Stored data entries:
○ ○ ○ ○

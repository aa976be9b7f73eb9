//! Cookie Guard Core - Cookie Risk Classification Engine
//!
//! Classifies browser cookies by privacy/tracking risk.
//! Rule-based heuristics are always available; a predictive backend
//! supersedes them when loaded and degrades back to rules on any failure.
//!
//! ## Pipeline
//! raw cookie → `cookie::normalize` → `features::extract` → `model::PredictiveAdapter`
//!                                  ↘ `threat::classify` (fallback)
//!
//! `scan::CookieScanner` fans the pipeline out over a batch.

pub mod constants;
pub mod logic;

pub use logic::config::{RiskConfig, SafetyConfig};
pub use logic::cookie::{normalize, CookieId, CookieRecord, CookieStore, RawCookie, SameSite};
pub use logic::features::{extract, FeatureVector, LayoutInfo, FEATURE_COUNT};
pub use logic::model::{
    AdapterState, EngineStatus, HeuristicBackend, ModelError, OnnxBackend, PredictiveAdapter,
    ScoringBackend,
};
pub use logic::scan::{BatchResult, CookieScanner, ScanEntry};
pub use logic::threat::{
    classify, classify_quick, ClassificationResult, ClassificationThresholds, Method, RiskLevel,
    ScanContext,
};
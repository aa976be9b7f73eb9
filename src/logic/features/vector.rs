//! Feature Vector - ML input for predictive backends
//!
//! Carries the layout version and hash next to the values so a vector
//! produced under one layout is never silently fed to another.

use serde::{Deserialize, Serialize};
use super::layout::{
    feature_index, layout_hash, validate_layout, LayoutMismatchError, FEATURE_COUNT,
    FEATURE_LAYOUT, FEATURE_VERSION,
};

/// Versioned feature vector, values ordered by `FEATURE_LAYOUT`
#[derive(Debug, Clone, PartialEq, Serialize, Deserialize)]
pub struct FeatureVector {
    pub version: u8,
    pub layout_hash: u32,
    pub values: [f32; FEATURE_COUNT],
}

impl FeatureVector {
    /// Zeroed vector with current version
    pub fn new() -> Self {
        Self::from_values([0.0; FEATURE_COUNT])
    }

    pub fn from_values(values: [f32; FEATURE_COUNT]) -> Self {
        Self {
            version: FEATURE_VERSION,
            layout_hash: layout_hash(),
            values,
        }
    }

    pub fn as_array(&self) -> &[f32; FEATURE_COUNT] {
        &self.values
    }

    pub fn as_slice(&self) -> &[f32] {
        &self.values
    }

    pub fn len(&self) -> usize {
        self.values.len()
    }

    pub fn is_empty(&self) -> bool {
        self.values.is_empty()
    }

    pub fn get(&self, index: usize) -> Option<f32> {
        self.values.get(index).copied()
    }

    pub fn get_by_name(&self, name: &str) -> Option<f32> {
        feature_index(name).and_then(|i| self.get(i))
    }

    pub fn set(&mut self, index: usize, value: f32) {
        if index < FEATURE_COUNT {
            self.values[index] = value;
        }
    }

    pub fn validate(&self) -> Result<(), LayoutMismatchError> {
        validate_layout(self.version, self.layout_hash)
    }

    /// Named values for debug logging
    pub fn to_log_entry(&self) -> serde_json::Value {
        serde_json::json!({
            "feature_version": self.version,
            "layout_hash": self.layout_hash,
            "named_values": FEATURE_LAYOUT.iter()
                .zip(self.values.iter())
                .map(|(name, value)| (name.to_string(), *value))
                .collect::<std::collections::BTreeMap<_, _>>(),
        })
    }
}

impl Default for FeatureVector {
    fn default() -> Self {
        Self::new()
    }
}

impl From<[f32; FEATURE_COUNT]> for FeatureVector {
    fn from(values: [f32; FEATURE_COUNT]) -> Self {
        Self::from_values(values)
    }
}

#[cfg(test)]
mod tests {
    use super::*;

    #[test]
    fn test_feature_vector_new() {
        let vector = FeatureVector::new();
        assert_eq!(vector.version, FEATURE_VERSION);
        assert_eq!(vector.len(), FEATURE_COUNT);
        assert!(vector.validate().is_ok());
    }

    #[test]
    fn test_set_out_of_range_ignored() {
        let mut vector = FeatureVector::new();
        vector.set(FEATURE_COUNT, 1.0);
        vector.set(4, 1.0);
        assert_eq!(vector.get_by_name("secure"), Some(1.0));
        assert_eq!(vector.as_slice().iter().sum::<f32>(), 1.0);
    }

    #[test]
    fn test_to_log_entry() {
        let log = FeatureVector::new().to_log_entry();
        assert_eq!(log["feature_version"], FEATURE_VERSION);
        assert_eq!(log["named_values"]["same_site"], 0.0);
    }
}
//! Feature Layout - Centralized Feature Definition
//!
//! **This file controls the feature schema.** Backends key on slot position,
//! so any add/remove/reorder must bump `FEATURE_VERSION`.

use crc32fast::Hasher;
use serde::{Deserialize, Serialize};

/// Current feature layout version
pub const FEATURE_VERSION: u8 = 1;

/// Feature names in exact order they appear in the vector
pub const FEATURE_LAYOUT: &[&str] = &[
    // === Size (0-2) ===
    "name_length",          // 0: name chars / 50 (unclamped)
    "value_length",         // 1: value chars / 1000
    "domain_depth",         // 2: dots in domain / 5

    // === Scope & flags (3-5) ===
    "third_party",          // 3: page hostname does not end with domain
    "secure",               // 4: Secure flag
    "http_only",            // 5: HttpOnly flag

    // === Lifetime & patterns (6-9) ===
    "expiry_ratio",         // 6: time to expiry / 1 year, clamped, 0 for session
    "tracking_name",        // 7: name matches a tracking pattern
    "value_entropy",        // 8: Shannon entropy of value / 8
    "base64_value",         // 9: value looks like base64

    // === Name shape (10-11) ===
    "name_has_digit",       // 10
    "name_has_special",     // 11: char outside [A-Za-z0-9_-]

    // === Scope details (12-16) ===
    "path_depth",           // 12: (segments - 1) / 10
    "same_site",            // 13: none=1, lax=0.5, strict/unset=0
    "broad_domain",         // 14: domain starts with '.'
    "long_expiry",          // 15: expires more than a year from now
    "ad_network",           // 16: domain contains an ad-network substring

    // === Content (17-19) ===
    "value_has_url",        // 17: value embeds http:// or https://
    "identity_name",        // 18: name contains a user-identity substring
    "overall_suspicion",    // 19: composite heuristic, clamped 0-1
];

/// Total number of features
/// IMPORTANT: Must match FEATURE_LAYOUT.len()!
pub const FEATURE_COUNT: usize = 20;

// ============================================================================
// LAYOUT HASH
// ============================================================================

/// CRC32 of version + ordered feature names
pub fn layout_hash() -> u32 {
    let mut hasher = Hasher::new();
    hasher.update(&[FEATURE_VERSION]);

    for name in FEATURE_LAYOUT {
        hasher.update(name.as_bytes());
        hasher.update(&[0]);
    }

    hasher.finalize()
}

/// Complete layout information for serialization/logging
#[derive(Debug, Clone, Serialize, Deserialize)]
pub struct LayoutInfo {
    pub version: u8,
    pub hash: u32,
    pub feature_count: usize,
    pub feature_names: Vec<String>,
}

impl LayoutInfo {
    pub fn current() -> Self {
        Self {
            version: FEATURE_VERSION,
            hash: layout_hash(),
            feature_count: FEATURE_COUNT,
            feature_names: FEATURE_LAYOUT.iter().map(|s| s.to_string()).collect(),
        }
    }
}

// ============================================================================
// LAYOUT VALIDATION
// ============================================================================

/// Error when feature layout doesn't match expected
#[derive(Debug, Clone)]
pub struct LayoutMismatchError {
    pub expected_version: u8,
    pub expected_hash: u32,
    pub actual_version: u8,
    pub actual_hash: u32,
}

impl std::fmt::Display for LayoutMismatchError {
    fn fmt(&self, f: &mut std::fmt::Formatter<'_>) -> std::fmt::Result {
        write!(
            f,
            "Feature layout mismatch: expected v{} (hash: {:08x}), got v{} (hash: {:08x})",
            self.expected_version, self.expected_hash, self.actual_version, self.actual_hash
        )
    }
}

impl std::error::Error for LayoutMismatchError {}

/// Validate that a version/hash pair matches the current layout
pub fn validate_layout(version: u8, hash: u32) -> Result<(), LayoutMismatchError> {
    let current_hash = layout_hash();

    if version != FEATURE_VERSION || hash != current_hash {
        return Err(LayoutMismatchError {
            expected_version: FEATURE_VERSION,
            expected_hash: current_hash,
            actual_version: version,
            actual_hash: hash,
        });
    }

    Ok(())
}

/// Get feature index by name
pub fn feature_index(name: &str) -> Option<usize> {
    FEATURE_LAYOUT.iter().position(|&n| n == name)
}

○ ○ ○ ○

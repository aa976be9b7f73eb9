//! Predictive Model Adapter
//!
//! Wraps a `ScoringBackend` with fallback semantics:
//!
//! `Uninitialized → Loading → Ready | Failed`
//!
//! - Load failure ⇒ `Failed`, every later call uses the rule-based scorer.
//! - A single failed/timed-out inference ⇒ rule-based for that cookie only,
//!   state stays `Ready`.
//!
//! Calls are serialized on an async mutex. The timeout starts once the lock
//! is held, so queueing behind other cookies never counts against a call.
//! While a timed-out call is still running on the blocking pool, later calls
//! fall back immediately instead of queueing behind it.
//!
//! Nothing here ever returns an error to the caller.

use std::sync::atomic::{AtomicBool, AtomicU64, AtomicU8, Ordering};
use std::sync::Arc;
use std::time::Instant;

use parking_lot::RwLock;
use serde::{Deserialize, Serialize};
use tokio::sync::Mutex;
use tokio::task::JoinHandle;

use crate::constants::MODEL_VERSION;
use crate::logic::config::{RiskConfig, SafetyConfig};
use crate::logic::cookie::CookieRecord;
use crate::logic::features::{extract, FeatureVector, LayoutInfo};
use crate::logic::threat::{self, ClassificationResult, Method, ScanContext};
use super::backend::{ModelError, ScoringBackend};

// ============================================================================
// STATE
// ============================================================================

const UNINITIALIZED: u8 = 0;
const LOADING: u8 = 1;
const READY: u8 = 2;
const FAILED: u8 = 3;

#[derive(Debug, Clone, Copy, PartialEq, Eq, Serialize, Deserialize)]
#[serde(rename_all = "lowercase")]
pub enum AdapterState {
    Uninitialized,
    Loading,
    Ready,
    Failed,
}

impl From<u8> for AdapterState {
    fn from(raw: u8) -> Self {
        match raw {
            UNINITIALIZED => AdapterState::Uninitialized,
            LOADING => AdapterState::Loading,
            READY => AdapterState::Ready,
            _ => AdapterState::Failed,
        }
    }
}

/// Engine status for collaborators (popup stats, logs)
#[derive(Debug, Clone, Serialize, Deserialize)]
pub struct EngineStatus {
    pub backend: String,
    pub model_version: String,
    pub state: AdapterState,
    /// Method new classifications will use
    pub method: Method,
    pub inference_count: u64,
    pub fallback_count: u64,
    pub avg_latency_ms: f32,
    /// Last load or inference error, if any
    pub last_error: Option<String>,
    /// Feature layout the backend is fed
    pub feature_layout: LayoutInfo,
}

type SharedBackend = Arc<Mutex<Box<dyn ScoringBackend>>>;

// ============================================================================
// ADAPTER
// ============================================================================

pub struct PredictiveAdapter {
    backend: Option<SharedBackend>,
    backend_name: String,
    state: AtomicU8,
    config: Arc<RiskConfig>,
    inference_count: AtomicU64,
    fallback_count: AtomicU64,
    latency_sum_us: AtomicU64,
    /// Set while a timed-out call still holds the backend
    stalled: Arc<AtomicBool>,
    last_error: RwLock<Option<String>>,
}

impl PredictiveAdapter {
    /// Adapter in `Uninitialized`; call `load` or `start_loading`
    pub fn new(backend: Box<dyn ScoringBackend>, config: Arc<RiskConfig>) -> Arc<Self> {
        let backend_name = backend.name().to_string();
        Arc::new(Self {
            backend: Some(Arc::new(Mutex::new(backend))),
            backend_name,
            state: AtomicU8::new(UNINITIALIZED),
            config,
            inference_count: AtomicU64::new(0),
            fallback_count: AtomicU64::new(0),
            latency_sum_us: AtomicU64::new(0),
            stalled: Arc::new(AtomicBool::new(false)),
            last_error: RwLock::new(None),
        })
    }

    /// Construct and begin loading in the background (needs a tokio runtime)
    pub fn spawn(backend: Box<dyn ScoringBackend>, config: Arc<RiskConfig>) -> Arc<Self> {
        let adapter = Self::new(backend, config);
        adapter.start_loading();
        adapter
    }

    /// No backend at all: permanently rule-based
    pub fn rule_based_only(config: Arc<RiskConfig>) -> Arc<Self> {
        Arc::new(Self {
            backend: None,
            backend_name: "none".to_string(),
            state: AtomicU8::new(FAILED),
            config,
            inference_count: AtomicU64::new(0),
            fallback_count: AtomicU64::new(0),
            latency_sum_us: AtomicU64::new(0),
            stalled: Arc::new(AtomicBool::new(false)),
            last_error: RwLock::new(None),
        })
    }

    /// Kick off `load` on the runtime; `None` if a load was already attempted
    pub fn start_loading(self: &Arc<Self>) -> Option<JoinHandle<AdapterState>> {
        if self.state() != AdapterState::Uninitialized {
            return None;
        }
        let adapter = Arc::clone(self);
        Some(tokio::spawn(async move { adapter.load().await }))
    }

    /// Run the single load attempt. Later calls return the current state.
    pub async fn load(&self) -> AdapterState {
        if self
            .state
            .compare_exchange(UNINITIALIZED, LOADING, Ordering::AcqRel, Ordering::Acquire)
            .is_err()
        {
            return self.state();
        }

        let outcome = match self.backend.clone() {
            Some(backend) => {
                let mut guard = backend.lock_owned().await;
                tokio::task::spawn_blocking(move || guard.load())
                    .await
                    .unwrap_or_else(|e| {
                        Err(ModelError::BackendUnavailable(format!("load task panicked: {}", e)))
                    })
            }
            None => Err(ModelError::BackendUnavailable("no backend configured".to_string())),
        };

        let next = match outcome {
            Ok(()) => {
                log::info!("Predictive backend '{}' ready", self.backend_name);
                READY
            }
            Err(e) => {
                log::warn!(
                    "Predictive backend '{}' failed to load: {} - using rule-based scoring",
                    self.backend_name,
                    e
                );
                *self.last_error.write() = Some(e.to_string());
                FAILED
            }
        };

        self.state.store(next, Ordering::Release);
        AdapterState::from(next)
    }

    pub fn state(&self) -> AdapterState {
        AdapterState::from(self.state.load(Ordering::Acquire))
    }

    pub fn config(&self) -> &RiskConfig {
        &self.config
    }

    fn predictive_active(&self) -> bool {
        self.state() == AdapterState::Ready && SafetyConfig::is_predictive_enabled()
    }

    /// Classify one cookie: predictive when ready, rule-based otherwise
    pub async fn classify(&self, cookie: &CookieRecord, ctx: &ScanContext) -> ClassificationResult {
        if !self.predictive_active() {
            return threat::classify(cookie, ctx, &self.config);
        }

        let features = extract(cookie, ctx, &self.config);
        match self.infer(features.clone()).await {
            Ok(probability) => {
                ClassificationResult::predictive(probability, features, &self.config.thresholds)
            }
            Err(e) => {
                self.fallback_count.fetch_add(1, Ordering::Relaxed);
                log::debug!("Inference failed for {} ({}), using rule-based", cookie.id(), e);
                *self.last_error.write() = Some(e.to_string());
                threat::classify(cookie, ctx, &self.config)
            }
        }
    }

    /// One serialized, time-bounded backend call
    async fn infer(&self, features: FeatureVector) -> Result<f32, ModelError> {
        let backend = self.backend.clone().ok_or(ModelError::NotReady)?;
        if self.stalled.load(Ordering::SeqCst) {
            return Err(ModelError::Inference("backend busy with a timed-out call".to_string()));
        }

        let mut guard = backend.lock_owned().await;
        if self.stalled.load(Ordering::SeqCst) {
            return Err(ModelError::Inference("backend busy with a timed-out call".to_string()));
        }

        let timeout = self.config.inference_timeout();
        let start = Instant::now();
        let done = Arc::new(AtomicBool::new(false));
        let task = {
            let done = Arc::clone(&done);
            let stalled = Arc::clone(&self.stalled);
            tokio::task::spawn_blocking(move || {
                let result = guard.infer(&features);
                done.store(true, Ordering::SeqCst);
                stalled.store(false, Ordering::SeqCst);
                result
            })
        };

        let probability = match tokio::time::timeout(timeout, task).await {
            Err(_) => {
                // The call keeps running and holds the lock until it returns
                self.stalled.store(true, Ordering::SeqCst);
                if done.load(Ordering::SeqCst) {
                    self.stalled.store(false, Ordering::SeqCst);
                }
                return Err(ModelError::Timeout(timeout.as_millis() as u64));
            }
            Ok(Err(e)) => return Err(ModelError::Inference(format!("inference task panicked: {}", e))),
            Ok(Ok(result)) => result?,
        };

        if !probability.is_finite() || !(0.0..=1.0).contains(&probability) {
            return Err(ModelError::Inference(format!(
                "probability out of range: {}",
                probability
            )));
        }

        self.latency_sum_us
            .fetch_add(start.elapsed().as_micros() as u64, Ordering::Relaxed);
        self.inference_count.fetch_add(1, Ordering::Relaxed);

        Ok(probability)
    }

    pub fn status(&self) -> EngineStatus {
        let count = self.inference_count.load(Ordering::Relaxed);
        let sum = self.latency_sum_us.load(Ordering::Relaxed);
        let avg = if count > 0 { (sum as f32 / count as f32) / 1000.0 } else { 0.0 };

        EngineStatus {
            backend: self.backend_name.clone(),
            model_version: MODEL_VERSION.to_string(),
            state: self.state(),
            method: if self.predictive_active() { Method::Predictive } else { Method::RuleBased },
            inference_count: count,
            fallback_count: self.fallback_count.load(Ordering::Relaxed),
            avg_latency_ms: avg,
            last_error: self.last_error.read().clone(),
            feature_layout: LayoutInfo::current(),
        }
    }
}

○ ○ ○ ○

WHAT IS EXPECTED: In the lines above, find each one with "returns" and list it.

SOLUTION FOR THIS EXERCISE:
//! Nothing here ever returns an error to the caller.
                // The call keeps running and holds the lock until it returns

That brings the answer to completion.